DIRECTIONS FOR THIS TASK - An exact copy of all the data is the expected answer.

TASK INPUTS -
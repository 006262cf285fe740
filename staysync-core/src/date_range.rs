//! Stay date ranges and the client-side overlap fallback.

use chrono::{DateTime, NaiveDate, NaiveDateTime};
use serde::{Deserialize, Serialize};
use std::fmt;

use crate::error::{StayResult, SyncError};
use crate::reservation::{AvailabilityReport, Reservation};

/// Check-in to check-out. `end` is the departure day, so the range is
/// half-open when testing for overlaps.
#[derive(Debug, Clone, Copy, PartialEq, Eq, Hash, Serialize, Deserialize)]
pub struct DateRange {
    pub start: NaiveDate,
    pub end: NaiveDate,
}

impl DateRange {
    pub fn new(start: NaiveDate, end: NaiveDate) -> Self {
        DateRange { start, end }
    }

    /// Build a range from raw feed tokens (`DTSTART` / `DTEND` values).
    /// Parse raw DTSTART/DTEND tokens. An end before the start is rejected.
    pub fn from_tokens(start: &str, end: &str) -> StayResult<Self> {
        let range = DateRange {
            start: parse_date_token(start)?,
            end: parse_date_token(end)?,
        };
        if range.end < range.start {
            return Err(SyncError::InvalidDate(format!("{end} is before {start}")));
        }
        Ok(range)
    }

    /// `[s1,e1)` and `[s2,e2)` overlap iff `s1 < e2 && s2 < e1`.
    /// Back-to-back stays (checkout day == next check-in) don't conflict.
    pub fn overlaps(&self, other: &DateRange) -> bool {
        self.start < other.end && other.start < self.end
    }

    /// Every calendar day touched by the range, departure day included.
    pub fn days_inclusive(&self) -> impl Iterator<Item = NaiveDate> + '_ {
        self.start.iter_days().take_while(move |d| *d <= self.end)
    }
}

impl fmt::Display for DateRange {
    fn fmt(&self, f: &mut fmt::Formatter<'_>) -> fmt::Result {
        write!(f, "{}..{}", self.start, self.end)
    }
}

/// Parse a date the way feeds and the backend write them.
///
/// Accepts `20250710`, `20250710T150000`, `20250710T150000Z`, `2025-07-10`,
/// and ISO/RFC 3339 timestamps. Time of day and zone are dropped.
pub fn parse_date_token(raw: &str) -> StayResult<NaiveDate> {
    let s = raw.trim();

    if let Ok(d) = NaiveDate::parse_from_str(s, "%Y%m%d") {
        return Ok(d);
    }
    if let Ok(d) = NaiveDate::parse_from_str(s, "%Y-%m-%d") {
        return Ok(d);
    }

    let basic = s.trim_end_matches('Z');
    if let Ok(dt) = NaiveDateTime::parse_from_str(basic, "%Y%m%dT%H%M%S") {
        return Ok(dt.date());
    }
    if let Ok(dt) = DateTime::parse_from_rfc3339(s) {
        return Ok(dt.date_naive());
    }
    if let Ok(dt) = NaiveDateTime::parse_from_str(basic, "%Y-%m-%dT%H:%M:%S%.f") {
        return Ok(dt.date());
    }

    Err(SyncError::InvalidDate(raw.to_string()))
}

/// Client-side stand-in for the availability endpoint.
///
/// Only non-cancelled reservations of `property_id` are considered, and
/// `exclude_id` lets an existing reservation be checked against the others.
pub fn local_availability(
    reservations: &[Reservation],
    property_id: &str,
    range: &DateRange,
    exclude_id: Option<&str>,
) -> AvailabilityReport {
    let conflicting_reservations: Vec<Reservation> = reservations
        .iter()
        .filter(|r| r.property_id == property_id)
        .filter(|r| !r.is_cancelled())
        .filter(|r| exclude_id != Some(r.id.as_str()))
        .filter(|r| r.range().overlaps(range))
        .cloned()
        .collect();

    AvailabilityReport {
        available: conflicting_reservations.is_empty(),
        conflicting_reservations,
    }
}

/// Days to grey out on a booking calendar, sorted and without duplicates.
pub fn disabled_dates(reservations: &[Reservation]) -> Vec<NaiveDate> {
    let mut days: Vec<NaiveDate> = reservations
        .iter()
        .filter(|r| !r.is_cancelled())
        .flat_map(|r| r.range().days_inclusive().collect::<Vec<_>>())
        .collect();
    days.sort();
    days.dedup();
    days
}

#[cfg(test)]
mod tests {
    use super::*;
    use crate::reservation::ReservationStatus;

    fn d(y: i32, m: u32, day: u32) -> NaiveDate {
        NaiveDate::from_ymd_opt(y, m, day).unwrap()
    }

    fn reservation(id: &str, start: NaiveDate, end: NaiveDate, status: ReservationStatus) -> Reservation {
        Reservation {
            id: id.into(),
            property_id: "p1".into(),
            start_date: start,
            end_date: end,
            status,
            calendar_event_uid: None,
            booking_source: None,
            created_by_user_id: None,
        }
    }

    #[test]
    fn test_from_tokens_rejects_end_before_start() {
        assert!(matches!(
            DateRange::from_tokens("20250715", "20250710"),
            Err(SyncError::InvalidDate(_))
        ));

        let same_day = DateRange::from_tokens("20250710", "20250710").unwrap();
        assert_eq!(same_day.start, same_day.end);
    }

    #[test]
    fn test_parse_feed_and_backend_formats() {
        let expected = d(2025, 7, 10);
        for token in [
            "20250710",
            "20250710T150000",
            "20250710T150000Z",
            "2025-07-10",
            "2025-07-10T15:00:00Z",
            "2025-07-10T00:00:00.000Z",
            "2025-07-10T15:00:00+02:00",
            "2025-07-10T15:00:00.000",
        ] {
            assert_eq!(parse_date_token(token).unwrap(), expected, "token {token}");
        }
    }

    #[test]
    fn test_parse_rejects_garbage() {
        assert!(matches!(
            parse_date_token("next tuesday"),
            Err(SyncError::InvalidDate(_))
        ));
        assert!(parse_date_token("").is_err());
    }

    #[test]
    fn test_overlap_is_half_open() {
        let a = DateRange::new(d(2025, 6, 1), d(2025, 6, 5));
        assert!(a.overlaps(&DateRange::new(d(2025, 6, 3), d(2025, 6, 4))));
        assert!(a.overlaps(&DateRange::new(d(2025, 5, 30), d(2025, 6, 2))));
        assert!(!a.overlaps(&DateRange::new(d(2025, 6, 5), d(2025, 6, 8))));
        assert!(!a.overlaps(&DateRange::new(d(2025, 5, 28), d(2025, 6, 1))));
    }

    #[test]
    fn test_local_availability_reports_conflicts() {
        let existing = vec![
            reservation("r1", d(2025, 6, 1), d(2025, 6, 5), ReservationStatus::Confirmed),
            reservation("r2", d(2025, 6, 3), d(2025, 6, 9), ReservationStatus::Cancelled),
        ];
        let range = DateRange::new(d(2025, 6, 3), d(2025, 6, 4));

        let report = local_availability(&existing, "p1", &range, None);
        assert!(!report.available);
        assert_eq!(report.conflicting_reservations.len(), 1);
        assert_eq!(report.conflicting_reservations[0].id, "r1");

        let report = local_availability(&existing, "p1", &range, Some("r1"));
        assert!(report.available);

        let report = local_availability(&existing, "p2", &range, None);
        assert!(report.available);
    }

    #[test]
    fn test_disabled_dates_include_both_ends() {
        let existing = vec![
            reservation("r1", d(2025, 6, 1), d(2025, 6, 3), ReservationStatus::Draft),
            reservation("r2", d(2025, 6, 3), d(2025, 6, 4), ReservationStatus::Signed),
            reservation("r3", d(2025, 7, 1), d(2025, 7, 9), ReservationStatus::Cancelled),
        ];

        assert_eq!(
            disabled_dates(&existing),
            vec![d(2025, 6, 1), d(2025, 6, 2), d(2025, 6, 3), d(2025, 6, 4)]
        );
    }
}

SOLVED EXERCISE -
repository 006262cf285fe740
filename staysync-core/src/date_range.rs
//! Stay date ranges and the client-side overlap fallback.

use chrono::{DateTime, NaiveDate, NaiveDateTime};
use serde::{Deserialize, Serialize};
use std::fmt;

use crate::error::{StayResult, SyncError};
use crate::reservation::{AvailabilityReport, Reservation};

/// Check-in to check-out. `end` is the departure day, so the range is
/// half-open when testing for overlaps.
#[derive(Debug, Clone, Copy, PartialEq, Eq, Hash, Serialize, Deserialize)]
pub struct DateRange {
    pub start: NaiveDate,
    pub end: NaiveDate,
}

impl DateRange {
    pub fn new(start: NaiveDate, end: NaiveDate) -> Self {
        DateRange { start, end }
    }

    /// Build a range from raw feed tokens (`DTSTART` / `DTEND` values).
    /// Parse raw DTSTART/DTEND tokens. An end before the start is rejected.
    pub fn from_tokens(start: &str, end: &str) -> StayResult<Self> {
        let range = DateRange {
            start: parse_date_token(start)?,
            end: parse_date_token(end)?,
        };
        if range.end < range.start {
            return Err(SyncError::InvalidDate(format!("{end} is before {start}")));
        }
        Ok(range)
    }

    /// `[s1,e1)` and `[s2,e2)` overlap iff `s1 < e2 && s2 < e1`.
    /// Back-to-back stays (checkout day == next check-in) don't conflict.
    pub fn overlaps(&self, other: &DateRange) -> bool {
        self.start < other.end && other.start < self.end
    }

    /// Every calendar day touched by the range, departure day included.
    pub fn days_inclusive(&self) -> impl Iterator<Item = NaiveDate> + '_ {
        self.start.iter_days().take_while(move |d| *d <= self.end)
    }
}

impl fmt::Display for DateRange {
    fn fmt(&self, f: &mut fmt::Formatter<'_>) -> fmt::Result {
        write!(f, "{}..{}", self.start, self.end)
    }
}

/// Parse a date the way feeds and the backend write them.
///
/// Accepts `20250710`, `20250710T150000`, `20250710T150000Z`, `2025-07-10`,
/// and ISO/RFC 3339 timestamps. Time of day and zone are dropped.
pub fn parse_date_token(raw: &str) -> StayResult<NaiveDate> {
    let s = raw.trim();

    if let Ok(d) = NaiveDate::parse_from_str(s, "%Y%m%d") {
        return Ok(d);
    }
    if let Ok(d) = NaiveDate::parse_from_str(s, "%Y-%m-%d") {
        return Ok(d);
    }

    let basic = s.trim_end_matches('Z');
    if let Ok(dt) = NaiveDateTime::parse_from_str(basic, "%Y%m%dT%H%M%S") {
        return Ok(dt.date());
    }
    if let Ok(dt) = DateTime::parse_from_rfc3339(s) {
        return Ok(dt.date_naive());
    }
    if let Ok(dt) = NaiveDateTime::parse_from_str(basic, "%Y-%m-%dT%H:%M:%S%.f") {
        return Ok(dt.date());
    }

    Err(SyncError::InvalidDate(raw.to_string()))
}

/// Client-side stand-in for the availability endpoint.
///
/// Only non-cancelled reservations of `property_id` are considered, and
/// `exclude_id` lets an existing reservation be checked against the others.
pub fn local_availability(
    reservations: &[Reservation],
    property_id: &str,
    range: &DateRange,
    exclude_id: Option<&str>,
) -> AvailabilityReport {
    let conflicting_reservations: Vec<Reservation> = reservations
        .iter()
        .filter(|r| r.property_id == property_id)
        .filter(|r| !r.is_cancelled())
        .filter(|r| exclude_id != Some(r.id.as_str()))
        .filter(|r| r.range().overlaps(range))
        .cloned()
        .collect();

    AvailabilityReport {
        available: conflicting_reservations.is_empty(),
        conflicting_reservations,
    }
}

/// Days to grey out on a booking calendar, sorted and without duplicates.
pub fn disabled_dates(reservations: &[Reservation]) -> Vec<NaiveDate> {
    let mut days: Vec<NaiveDate> = reservations
        .iter()
        .filter(|r| !r.is_cancelled())
        .flat_map(|r| r.range().days_inclusive().collect::<Vec<_>>())
        .collect();
    days.sort();
    days.dedup();
    days
}

#[cfg(test)]
mod tests {
    use super::*;
    use crate::reservation::ReservationStatus;

    fn d(y: i32, m: u32, day: u32) -> NaiveDate {
        NaiveDate::from_ymd_opt(y, m, day).unwrap()
    }

    fn reservation(id: &str, start: NaiveDate, end: NaiveDate, status: ReservationStatus) -> Reservation {
        Reservation {
            id: id.into(),
            property_id: "p1".into(),
            start_date: start,
            end_date: end,
            status,
            calendar_event_uid: None,
            booking_source: None,
            created_by_user_id: None,
        }
    }

    #[test]
    fn test_from_tokens_rejects_end_before_start() {
        assert!(matches!(
            DateRange::from_tokens("20250715", "20250710"),
            Err(SyncError::InvalidDate(_))
        ));

        let same_day = DateRange::from_tokens("20250710", "20250710").unwrap();
        assert_eq!(same_day.start, same_day.end);
    }

    #[test]
    fn test_parse_feed_and_backend_formats() {
        let expected = d(2025, 7, 10);
        for token in [
            "20250710",
            "20250710T150000",
            "20250710T150000Z",
            "2025-07-10",
            "2025-07-10T15:00:00Z",
            "2025-07-10T00:00:00.000Z",
            "2025-07-10T15:00:00+02:00",
            "2025-07-10T15:00:00.000",
        ] {
            assert_eq!(parse_date_token(token).unwrap(), expected, "token {token}");
        }
    }

    #[test]
    fn test_parse_rejects_garbage() {
        assert!(matches!(
            parse_date_token("next tuesday"),
            Err(SyncError::InvalidDate(_))
        ));
        assert!(parse_date_token("").is_err());
    }

    #[test]
    fn test_overlap_is_half_open() {
        let a = DateRange::new(d(2025, 6, 1), d(2025, 6, 5));
        assert!(a.overlaps(&DateRange::new(d(2025, 6, 3), d(2025, 6, 4))));
        assert!(a.overlaps(&DateRange::new(d(2025, 5, 30), d(2025, 6, 2))));
        assert!(!a.overlaps(&DateRange::new(d(2025, 6, 5), d(2025, 6, 8))));
        assert!(!a.overlaps(&DateRange::new(d(2025, 5, 28), d(2025, 6, 1))));
    }

    #[test]
    fn test_local_availability_reports_conflicts() {
        let existing = vec![
            reservation("r1", d(2025, 6, 1), d(2025, 6, 5), ReservationStatus::Confirmed),
            reservation("r2", d(2025, 6, 3), d(2025, 6, 9), ReservationStatus::Cancelled),
        ];
        let range = DateRange::new(d(2025, 6, 3), d(2025, 6, 4));

        let report = local_availability(&existing, "p1", &range, None);
        assert!(!report.available);
        assert_eq!(report.conflicting_reservations.len(), 1);
        assert_eq!(report.conflicting_reservations[0].id, "r1");

        let report = local_availability(&existing, "p1", &range, Some("r1"));
        assert!(report.available);

        let report = local_availability(&existing, "p2", &range, None);
        assert!(report.available);
    }

    #[test]
    fn test_disabled_dates_include_both_ends() {
        let existing = vec![
            reservation("r1", d(2025, 6, 1), d(2025, 6, 3), ReservationStatus::Draft),
            reservation("r2", d(2025, 6, 3), d(2025, 6, 4), ReservationStatus::Signed),
            reservation("r3", d(2025, 7, 1), d(2025, 7, 9), ReservationStatus::Cancelled),
        ];

        assert_eq!(
            disabled_dates(&existing),
            vec![d(2025, 6, 1), d(2025, 6, 2), d(2025, 6, 3), d(2025, 6, 4)]
        );
    }
}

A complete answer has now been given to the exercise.